Swiped! Did The Credit Card Industry Just Hijack Credit Card Reform Legislation?
The prevailing wisdom in this week’s press reports about credit card reform legislation now being debated in the Senate is that Senator Dodd’s version is stronger than the Credit Cardholders’ Bill of Rights, which passed the House easily last month. The New York Times’ Carl Hulse concluded:
[The Senate bill] goes farther than a measure already easily passed by the House in imposing an array of new restrictions on credit card companies.
Politico’s Victoria McGrane was slightly more accurate:
The compromise [between Banking Committee mates Senator Dodd and Republican Senator Richard Shelby] softened some provisions in Dodd’s original bill — which came out of committee without a single Republican vote — but still would give the industry a stronger dose of medicine than the bill passed by the House last month.

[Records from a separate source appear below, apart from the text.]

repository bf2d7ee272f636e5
// libs/scheduling-cell/src/models.rs
use chrono::{DateTime, Duration, NaiveTime, Utc};
use chrono_tz::Tz;
use serde::{Deserialize, Serialize};
use std::fmt;
use uuid::Uuid;

use shared_config::AppConfig;

use crate::timeline::Interval;

// ==============================================================================
// SCHEDULE MODELS
// ==============================================================================

/// A break window inside a provider's working day, in local clock time.
#[derive(Debug, Clone, Serialize, Deserialize, PartialEq)]
pub struct BreakWindow {
    pub start: NaiveTime,
    pub end: NaiveTime,
}

fn default_timezone() -> Tz {
    chrono_tz::UTC
}

/// Weekly working hours for one provider on one weekday (0 = Sunday .. 6 = Saturday).
/// Absence of a row for a weekday means the provider is off that day.
#[derive(Debug, Clone, Serialize, Deserialize)]
pub struct WorkingHours {
    pub provider_id: i64,
    pub weekday: u8,
    pub start_time: NaiveTime,
    pub end_time: NaiveTime,
    #[serde(default)]
    pub breaks: Vec<BreakWindow>,
    #[serde(default = "default_timezone")]
    pub timezone: Tz,
}

impl WorkingHours {
    pub fn new(
        provider_id: i64,
        weekday: u8,
        start_time: NaiveTime,
        end_time: NaiveTime,
        breaks: Vec<BreakWindow>,
        timezone: Tz,
    ) -> Result<Self, SchedulingError> {
        let hours = Self {
            provider_id,
            weekday,
            start_time,
            end_time,
            breaks,
            timezone,
        };
        hours.validate()?;
        Ok(hours)
    }

    pub fn validate(&self) -> Result<(), SchedulingError> {
        if self.weekday > 6 {
            return Err(SchedulingError::InvalidInput(
                "Weekday must be between 0 (Sunday) and 6 (Saturday)".to_string(),
            ));
        }
        if self.start_time >= self.end_time {
            return Err(SchedulingError::InvalidInput(
                "Working hours start time must be before end time".to_string(),
            ));
        }
        let mut sorted = self.breaks.clone();
        sorted.sort_by_key(|b| b.start);
        let mut last_end: Option<NaiveTime> = None;
        for brk in &sorted {
            if brk.start >= brk.end {
                return Err(SchedulingError::InvalidInput(
                    "Break start time must be before break end time".to_string(),
                ));
            }
            if brk.start < self.start_time || brk.end > self.end_time {
                return Err(SchedulingError::InvalidInput(
                    "Breaks must fall within the working window".to_string(),
                ));
            }
            if let Some(prev_end) = last_end {
                if brk.start < prev_end {
                    return Err(SchedulingError::InvalidInput(
                        "Breaks must not overlap each other".to_string(),
                    ));
                }
            }
            last_end = Some(brk.end);
        }
        Ok(())
    }
}

/// An ad-hoc unavailable range in absolute time. `provider_id = None` applies
/// to every provider (public holidays and the like).
#[derive(Debug, Clone, Serialize, Deserialize)]
pub struct BlockedRange {
    pub provider_id: Option<i64>,
    pub start_time: DateTime<Utc>,
    pub end_time: DateTime<Utc>,
    #[serde(default)]
    pub reason: Option<String>,
}

impl BlockedRange {
    pub fn new(
        provider_id: Option<i64>,
        start_time: DateTime<Utc>,
        end_time: DateTime<Utc>,
        reason: Option<String>,
    ) -> Result<Self, SchedulingError> {
        if start_time >= end_time {
            return Err(SchedulingError::InvalidInput(
                "Blocked range start must be before its end".to_string(),
            ));
        }
        Ok(Self {
            provider_id,
            start_time,
            end_time,
            reason,
        })
    }

    pub fn interval(&self) -> Interval {
        Interval::new(self.start_time, self.end_time)
    }

    pub fn applies_to(&self, provider_id: i64) -> bool {
        self.provider_id.is_none() || self.provider_id == Some(provider_id)
    }
}

// ==============================================================================
// SERVICE AND APPOINTMENT MODELS
// ==============================================================================

/// Upper bound on a service buffer. The conflict and availability lookups
/// widen their query windows by exactly this much, so a buffer larger than
/// the cap could reach past the window and escape the overlap test.
pub const MAX_BUFFER_MINUTES: i64 = 240;

/// A bookable service. Buffers are hard exclusion zones around each
/// appointment of this service, invisible in the slots themselves.
#[derive(Debug, Clone, Serialize, Deserialize)]
pub struct Service {
    pub id: i64,
    pub duration_minutes: i64,
    #[serde(default)]
    pub buffer_before_minutes: i64,
    #[serde(default)]
    pub buffer_after_minutes: i64,
}

impl Service {
    pub fn validate(&self) -> Result<(), SchedulingError> {
        if self.duration_minutes <= 0 {
            return Err(SchedulingError::InvalidInput(
                "Service duration must be positive".to_string(),
            ));
        }
        if self.buffer_before_minutes < 0 || self.buffer_after_minutes < 0 {
            return Err(SchedulingError::InvalidInput(
                "Service buffers must not be negative".to_string(),
            ));
        }
        if self.buffer_before_minutes > MAX_BUFFER_MINUTES
            || self.buffer_after_minutes > MAX_BUFFER_MINUTES
        {
            return Err(SchedulingError::InvalidInput(format!(
                "Service buffers must not exceed {} minutes",
                MAX_BUFFER_MINUTES
            )));
        }
        Ok(())
    }

    pub fn duration(&self) -> Duration {
        Duration::minutes(self.duration_minutes)
    }

    pub fn buffer_before(&self) -> Duration {
        Duration::minutes(self.buffer_before_minutes)
    }

    pub fn buffer_after(&self) -> Duration {
        Duration::minutes(self.buffer_after_minutes)
    }
}

#[derive(Debug, Clone, Serialize, Deserialize, PartialEq)]
#[serde(rename_all = "snake_case")]
pub enum AppointmentStatus {
    Pending,
    Confirmed,
    Completed,
    Cancelled,
    NoShow,
}

impl fmt::Display for AppointmentStatus {
    fn fmt(&self, f: &mut fmt::Formatter<'_>) -> fmt::Result {
        match self {
            AppointmentStatus::Pending => write!(f, "pending"),
            AppointmentStatus::Confirmed => write!(f, "confirmed"),
            AppointmentStatus::Completed => write!(f, "completed"),
            AppointmentStatus::Cancelled => write!(f, "cancelled"),
            AppointmentStatus::NoShow => write!(f, "no_show"),
        }
    }
}

/// A booked appointment. `end_time = start_time + service duration`; buffers
/// are denormalized from the service at booking time so a single read of the
/// appointment table is enough to expand every row by its own padding.
#[derive(Debug, Clone, Serialize, Deserialize)]
pub struct Appointment {
    pub id: Uuid,
    pub provider_id: i64,
    pub service_id: i64,
    pub customer_id: Option<i64>,
    pub start_time: DateTime<Utc>,
    pub end_time: DateTime<Utc>,
    pub status: AppointmentStatus,
    #[serde(default)]
    pub buffer_before_minutes: i64,
    #[serde(default)]
    pub buffer_after_minutes: i64,
    pub created_at: DateTime<Utc>,
    pub updated_at: DateTime<Utc>,
}

impl Appointment {
    /// The span this appointment occupies once its buffers are applied.
    pub fn buffered_span(&self) -> Interval {
        Interval::new(
            self.start_time - Duration::minutes(self.buffer_before_minutes),
            self.end_time + Duration::minutes(self.buffer_after_minutes),
        )
    }

    /// Cancelled appointments free their slot; every other status keeps it.
    pub fn blocks_bookings(&self) -> bool {
        self.status != AppointmentStatus::Cancelled
    }

    pub fn duration(&self) -> Duration {
        self.end_time - self.start_time
    }
}

/// Insert payload for the Booking Store. Status is always `pending` on
/// creation; confirmation policy lives outside this engine.
#[derive(Debug, Clone, Serialize)]
pub struct NewAppointment {
    pub provider_id: i64,
    pub service_id: i64,
    pub customer_id: Option<i64>,
    pub start_time: DateTime<Utc>,
    pub end_time: DateTime<Utc>,
    pub buffer_before_minutes: i64,
    pub buffer_after_minutes: i64,
}

/// A candidate bookable window. Derived, never persisted.
#[derive(Debug, Clone, Serialize, Deserialize, PartialEq)]
pub struct Slot {
    pub start_time: DateTime<Utc>,
    pub end_time: DateTime<Utc>,
}

// ==============================================================================
// REQUEST MODELS
// ==============================================================================

#[derive(Debug, Clone, Deserialize)]
pub struct BookAppointmentRequest {
    pub provider_id: i64,
    pub service_id: i64,
    pub customer_id: Option<i64>,
    pub start_time: DateTime<Utc>,
}

#[derive(Debug, Clone, Deserialize)]
pub struct RescheduleAppointmentRequest {
    pub new_start_time: DateTime<Utc>,
}

// ==============================================================================
// SCHEDULING CONTEXT
// ==============================================================================

/// Explicit clock and policy inputs for the resolver and guard. Passing these
/// in keeps the services deterministic under test instead of reading ambient
/// globals.
#[derive(Debug, Clone)]
pub struct SchedulingContext {
    pub now: DateTime<Utc>,
    pub slot_granularity: Duration,
}

impl SchedulingContext {
    pub fn new(now: DateTime<Utc>, slot_granularity: Duration) -> Self {
        Self {
            now,
            slot_granularity,
        }
    }

    pub fn from_config(config: &AppConfig) -> Self {
        Self {
            now: Utc::now(),
            slot_granularity: Duration::minutes(config.slot_granularity_minutes.max(1)),
        }
    }
}

// ==============================================================================
// OUTBOUND EVENTS
// ==============================================================================

#[derive(Debug, Clone, Serialize, Deserialize, PartialEq)]
#[serde(rename_all = "snake_case")]
pub enum AppointmentEventType {
    Created,
    Rescheduled,
}

/// Emitted after a successful booking or reschedule; consumed by the
/// notification dispatcher downstream.
#[derive(Debug, Clone, Serialize, Deserialize)]
pub struct AppointmentEvent {
    pub appointment_id: Uuid,
    pub provider_id: i64,
    pub service_id: i64,
    pub customer_id: Option<i64>,
    pub event_type: AppointmentEventType,
    pub channels: Vec<String>,
}

// ==============================================================================
// ERROR TYPES
// ==============================================================================

#[derive(Debug, Clone, PartialEq, Serialize, Deserialize)]
#[serde(rename_all = "snake_case", tag = "kind")]
pub enum ConflictKind {
    SlotTaken { conflicting_appointment_id: Uuid },
    OutsideAvailability,
}

impl fmt::Display for ConflictKind {
    fn fmt(&self, f: &mut fmt::Formatter<'_>) -> fmt::Result {
        match self {
            ConflictKind::SlotTaken {
                conflicting_appointment_id,
            } => write!(f, "slot taken by appointment {}", conflicting_appointment_id),
            ConflictKind::OutsideAvailability => write!(f, "outside provider availability"),
        }
    }
}

#[derive(Debug, Clone, thiserror::Error)]
pub enum SchedulingError {
    #[error("Invalid input: {0}")]
    InvalidInput(String),

    #[error("Service not found")]
    ServiceNotFound,

    #[error("Appointment not found")]
    AppointmentNotFound,

    #[error("Booking conflict: {0}")]
    Conflict(ConflictKind),

    #[error("Store error: {0}")]
    Store(String),
}

// ==============================================================================
// CONFLICT CHECK RESPONSE
// ==============================================================================

#[derive(Debug, Clone, Serialize, Deserialize)]
pub struct ConflictCheckResponse {
    pub has_conflict: bool,
    pub conflicting_appointment: Option<Appointment>,
}
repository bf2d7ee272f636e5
use axum::{
    http::StatusCode,
    response::{IntoResponse, Response},
    Json,
};
use serde_json::json;
use thiserror::Error;

#[derive(Error, Debug)]
pub enum AppError {
    #[error("Not Found: {0}")]
    NotFound(String),

    #[error("Bad Request: {0}")]
    BadRequest(String),

    #[error("Internal Server Error: {0}")]
    Internal(String),

    #[error("Database error: {0}")]
    Database(String),

    #[error("Conflict: {0}")]
    Conflict(String),
}

impl IntoResponse for AppError {
    fn into_response(self) -> Response {
        let (status, message) = match &self {
            AppError::NotFound(msg) => (StatusCode::NOT_FOUND, msg),
            AppError::BadRequest(msg) => (StatusCode::BAD_REQUEST, msg),
            AppError::Internal(msg) => (StatusCode::INTERNAL_SERVER_ERROR, msg),
            AppError::Database(msg) => (StatusCode::INTERNAL_SERVER_ERROR, msg),
            AppError::Conflict(msg) => (StatusCode::CONFLICT, msg),
        };

        tracing::error!("Error: {}: {}", status, message);

        let body = Json(json!({
            "error": message
        }));

        (status, body).into_response()
    }
}
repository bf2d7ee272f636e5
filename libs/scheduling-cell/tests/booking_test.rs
use std::sync::Arc;

use chrono::{Duration, NaiveTime, TimeZone, Utc};

use scheduling_cell::models::{
    AppointmentStatus, BookAppointmentRequest, BreakWindow, ConflictKind,
    RescheduleAppointmentRequest, SchedulingContext, SchedulingError, Service, WorkingHours,
};
use scheduling_cell::services::BookingService;
use scheduling_cell::store::InMemorySchedulingStore;
use shared_config::AppConfig;

const PROVIDER: i64 = 7;

fn test_config() -> AppConfig {
    AppConfig {
        supabase_url: String::new(),
        supabase_anon_key: String::new(),
        supabase_service_key: String::new(),
        slot_granularity_minutes: 30,
        booking_lock_ttl_seconds: 30,
    }
}

fn t(hour: u32, min: u32) -> NaiveTime {
    NaiveTime::from_hms_opt(hour, min, 0).unwrap()
}

// 2025-06-02 is a Monday
fn at(hour: u32, min: u32) -> chrono::DateTime<Utc> {
    Utc.with_ymd_and_hms(2025, 6, 2, hour, min, 0).unwrap()
}

fn ctx() -> SchedulingContext {
    SchedulingContext::new(
        Utc.with_ymd_and_hms(2025, 6, 1, 0, 0, 0).unwrap(),
        Duration::minutes(30),
    )
}

fn seeded_store() -> Arc<InMemorySchedulingStore> {
    let store = Arc::new(InMemorySchedulingStore::new());
    store.add_working_hours(
        WorkingHours::new(
            PROVIDER,
            1,
            t(9, 0),
            t(17, 0),
            vec![BreakWindow {
                start: t(12, 0),
                end: t(13, 0),
            }],
            chrono_tz::UTC,
        )
        .unwrap(),
    );
    store.add_service(Service {
        id: 1,
        duration_minutes: 30,
        buffer_before_minutes: 0,
        buffer_after_minutes: 0,
    });
    store
}

fn guard(store: &Arc<InMemorySchedulingStore>) -> BookingService {
    BookingService::new(
        store.clone(),
        store.clone(),
        store.clone(),
        &test_config(),
    )
}

fn request(start: chrono::DateTime<Utc>) -> BookAppointmentRequest {
    BookAppointmentRequest {
        provider_id: PROVIDER,
        service_id: 1,
        customer_id: Some(42),
        start_time: start,
    }
}

#[tokio::test]
async fn booking_inside_availability_succeeds() {
    let store = seeded_store();
    let appointment = guard(&store)
        .try_book(request(at(9, 0)), &ctx())
        .await
        .unwrap();

    assert_eq!(appointment.provider_id, PROVIDER);
    assert_eq!(appointment.start_time, at(9, 0));
    assert_eq!(appointment.end_time, at(9, 30));
    assert_eq!(appointment.status, AppointmentStatus::Pending);
    assert_eq!(store.appointment_count(), 1);
}

#[tokio::test]
async fn double_booking_the_same_slot_fails() {
    let store = seeded_store();
    let guard = guard(&store);

    let first = guard.try_book(request(at(10, 0)), &ctx()).await.unwrap();
    let err = guard.try_book(request(at(10, 0)), &ctx()).await.unwrap_err();

    match err {
        SchedulingError::Conflict(ConflictKind::SlotTaken {
            conflicting_appointment_id,
        }) => assert_eq!(conflicting_appointment_id, first.id),
        other => panic!("expected slot conflict, got {:?}", other),
    }
    assert_eq!(store.appointment_count(), 1);
}

#[tokio::test]
async fn concurrent_bookings_admit_exactly_one() {
    let store = seeded_store();
    let guard = Arc::new(guard(&store));

    let a = {
        let guard = guard.clone();
        tokio::spawn(async move { guard.try_book(request(at(11, 0)), &ctx()).await })
    };
    let b = {
        let guard = guard.clone();
        tokio::spawn(async move { guard.try_book(request(at(11, 0)), &ctx()).await })
    };

    let results = [a.await.unwrap(), b.await.unwrap()];
    let successes = results.iter().filter(|r| r.is_ok()).count();

    assert_eq!(successes, 1);
    assert_eq!(store.appointment_count(), 1);
    for result in results {
        if let Err(e) = result {
            assert_matches::assert_matches!(
                e,
                SchedulingError::Conflict(ConflictKind::SlotTaken { .. })
            );
        }
    }
}

#[tokio::test]
async fn booking_outside_working_hours_is_rejected() {
    let store = seeded_store();
    let err = guard(&store)
        .try_book(request(at(8, 0)), &ctx())
        .await
        .unwrap_err();
    assert_matches::assert_matches!(
        err,
        SchedulingError::Conflict(ConflictKind::OutsideAvailability)
    );
    assert_eq!(store.appointment_count(), 0);
}

#[tokio::test]
async fn booking_over_a_break_is_rejected() {
    let store = seeded_store();
    let err = guard(&store)
        .try_book(request(at(11, 45)), &ctx())
        .await
        .unwrap_err();
    assert_matches::assert_matches!(
        err,
        SchedulingError::Conflict(ConflictKind::OutsideAvailability)
    );
}

#[tokio::test]
async fn cancelled_appointments_free_their_slot() {
    let store = seeded_store();
    let guard = guard(&store);

    let first = guard.try_book(request(at(14, 0)), &ctx()).await.unwrap();
    store.set_status(first.id, AppointmentStatus::Cancelled);

    let second = guard.try_book(request(at(14, 0)), &ctx()).await.unwrap();
    assert_ne!(first.id, second.id);
}

#[tokio::test]
async fn long_trailing_buffer_blocks_bookings_hours_later() {
    let store = seeded_store();
    // 30-minute service whose trailing buffer reaches four hours out
    store.add_service(Service {
        id: 2,
        duration_minutes: 30,
        buffer_before_minutes: 0,
        buffer_after_minutes: 240,
    });
    let guard = guard(&store);

    let mut first_req = request(at(9, 0));
    first_req.service_id = 2;
    let first = guard.try_book(first_req, &ctx()).await.unwrap();

    // 09:00-09:30 buffered to 13:30; 13:00 sits inside that buffer
    let err = guard.try_book(request(at(13, 0)), &ctx()).await.unwrap_err();
    match err {
        SchedulingError::Conflict(ConflictKind::SlotTaken {
            conflicting_appointment_id,
        }) => assert_eq!(conflicting_appointment_id, first.id),
        other => panic!("expected slot conflict, got {:?}", other),
    }
    assert_eq!(store.appointment_count(), 1);
}

#[tokio::test]
async fn buffer_beyond_the_cap_is_rejected() {
    let store = seeded_store();
    store.add_service(Service {
        id: 3,
        duration_minutes: 30,
        buffer_before_minutes: 0,
        buffer_after_minutes: 330,
    });

    let mut req = request(at(9, 0));
    req.service_id = 3;
    let err = guard(&store).try_book(req, &ctx()).await.unwrap_err();
    assert_matches::assert_matches!(err, SchedulingError::InvalidInput(_));
    assert_eq!(store.appointment_count(), 0);
}

#[tokio::test]
async fn booking_in_the_past_is_rejected() {
    let store = seeded_store();
    let late_ctx = SchedulingContext::new(at(12, 0), Duration::minutes(30));
    let err = guard(&store)
        .try_book(request(at(9, 0)), &late_ctx)
        .await
        .unwrap_err();
    assert_matches::assert_matches!(err, SchedulingError::InvalidInput(_));
}

#[tokio::test]
async fn unknown_service_is_rejected() {
    let store = seeded_store();
    let mut req = request(at(9, 0));
    req.service_id = 99;
    let err = guard(&store).try_book(req, &ctx()).await.unwrap_err();
    assert_matches::assert_matches!(err, SchedulingError::ServiceNotFound);
}

#[tokio::test]
async fn reschedule_ignores_the_appointment_itself() {
    let store = seeded_store();
    let guard = guard(&store);

    let booked = guard.try_book(request(at(9, 0)), &ctx()).await.unwrap();

    // Overlaps its own old span, which must not count as a conflict
    let moved = guard
        .reschedule(
            booked.id,
            RescheduleAppointmentRequest {
                new_start_time: at(9, 15),
            },
            &ctx(),
        )
        .await
        .unwrap();

    assert_eq!(moved.id, booked.id);
    assert_eq!(moved.start_time, at(9, 15));
    assert_eq!(moved.end_time, at(9, 45));
    assert_eq!(store.appointment_count(), 1);
}

#[tokio::test]
async fn reschedule_onto_another_appointment_fails() {
    let store = seeded_store();
    let guard = guard(&store);

    let first = guard.try_book(request(at(9, 0)), &ctx()).await.unwrap();
    let second = guard.try_book(request(at(10, 0)), &ctx()).await.unwrap();

    let err = guard
        .reschedule(
            second.id,
            RescheduleAppointmentRequest {
                new_start_time: at(9, 0),
            },
            &ctx(),
        )
        .await
        .unwrap_err();

    match err {
        SchedulingError::Conflict(ConflictKind::SlotTaken {
            conflicting_appointment_id,
        }) => assert_eq!(conflicting_appointment_id, first.id),
        other => panic!("expected slot conflict, got {:?}", other),
    }
}

#[tokio::test]
async fn reschedule_of_unknown_appointment_fails() {
    let store = seeded_store();
    let err = guard(&store)
        .reschedule(
            uuid::Uuid::new_v4(),
            RescheduleAppointmentRequest {
                new_start_time: at(9, 0),
            },
            &ctx(),
        )
        .await
        .unwrap_err();
    assert_matches::assert_matches!(err, SchedulingError::AppointmentNotFound);
}

#[tokio::test]
async fn successful_booking_emits_a_created_event() {
    let store = seeded_store();
    let (tx, mut rx) = tokio::sync::mpsc::unbounded_channel();
    let guard = BookingService::new(
        store.clone(),
        store.clone(),
        store.clone(),
        &test_config(),
    )
    .with_event_sink(tx);

    let appointment = guard.try_book(request(at(15, 0)), &ctx()).await.unwrap();

    let event = rx.try_recv().unwrap();
    assert_eq!(event.appointment_id, appointment.id);
    assert_eq!(
        event.event_type,
        scheduling_cell::models::AppointmentEventType::Created
    );
}

#[tokio::test]
async fn failed_booking_emits_no_event() {
    let store = seeded_store();
    let (tx, mut rx) = tokio::sync::mpsc::unbounded_channel();
    let guard = BookingService::new(
        store.clone(),
        store.clone(),
        store.clone(),
        &test_config(),
    )
    .with_event_sink(tx);

    let _ = guard.try_book(request(at(8, 0)), &ctx()).await.unwrap_err();
    assert!(rx.try_recv().is_err());
}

As far as they go, these reports are not inaccurate, but they tell far from the whole story. Indeed, the current version of the Dodd bill is significantly weaker than the version that was passed by the Banking Committee. Indeed, the Dodd-Shelby compromise looks very, very similar to Rep. Maloney’s bill of rights. The real story is the direction in which compromising with Senator Shelby pulled Senator Dodd. That is, in the direction of the credit card companies.
The Credit Card Accountability, Responsibility, and Disclosure Act, though an important milestone in consumer protections, exhibits the signs of the credit card industry’s powerful influence. Unlike the previous version, the bill likely to be passed by the Senate does not explicitly prohibit universal default, the practice whereby a credit card company uses information unrelated to a consumer’s credit card as the basis for increasing the interest rate. Instead, card companies are left to decide for themselves when improvements in a cardholder’s credit warrant a rate reduction. The previous version, like the House version, limit the number of over-the-limit fees – fees applied when a cardholder charges more than their card limit – that card companies can apply. This version does not.
Instead of outright prohibition of abusively high fees, the Credit Card Accountability, Responsibility, and Disclosure Act requires that fees be reasonable and proportional; the card industry, with easy access to political power, will determine what “reasonable and proportional” mean. Though the Act improves oversight of the credit card industry, the previous version required the collection of comprehensive and detailed information about an industry whose practices are at best opaque and at worst purposefully deceptive.
While compromise is necessary to the legislative process, in this case compromise seems to have been largely one-sided.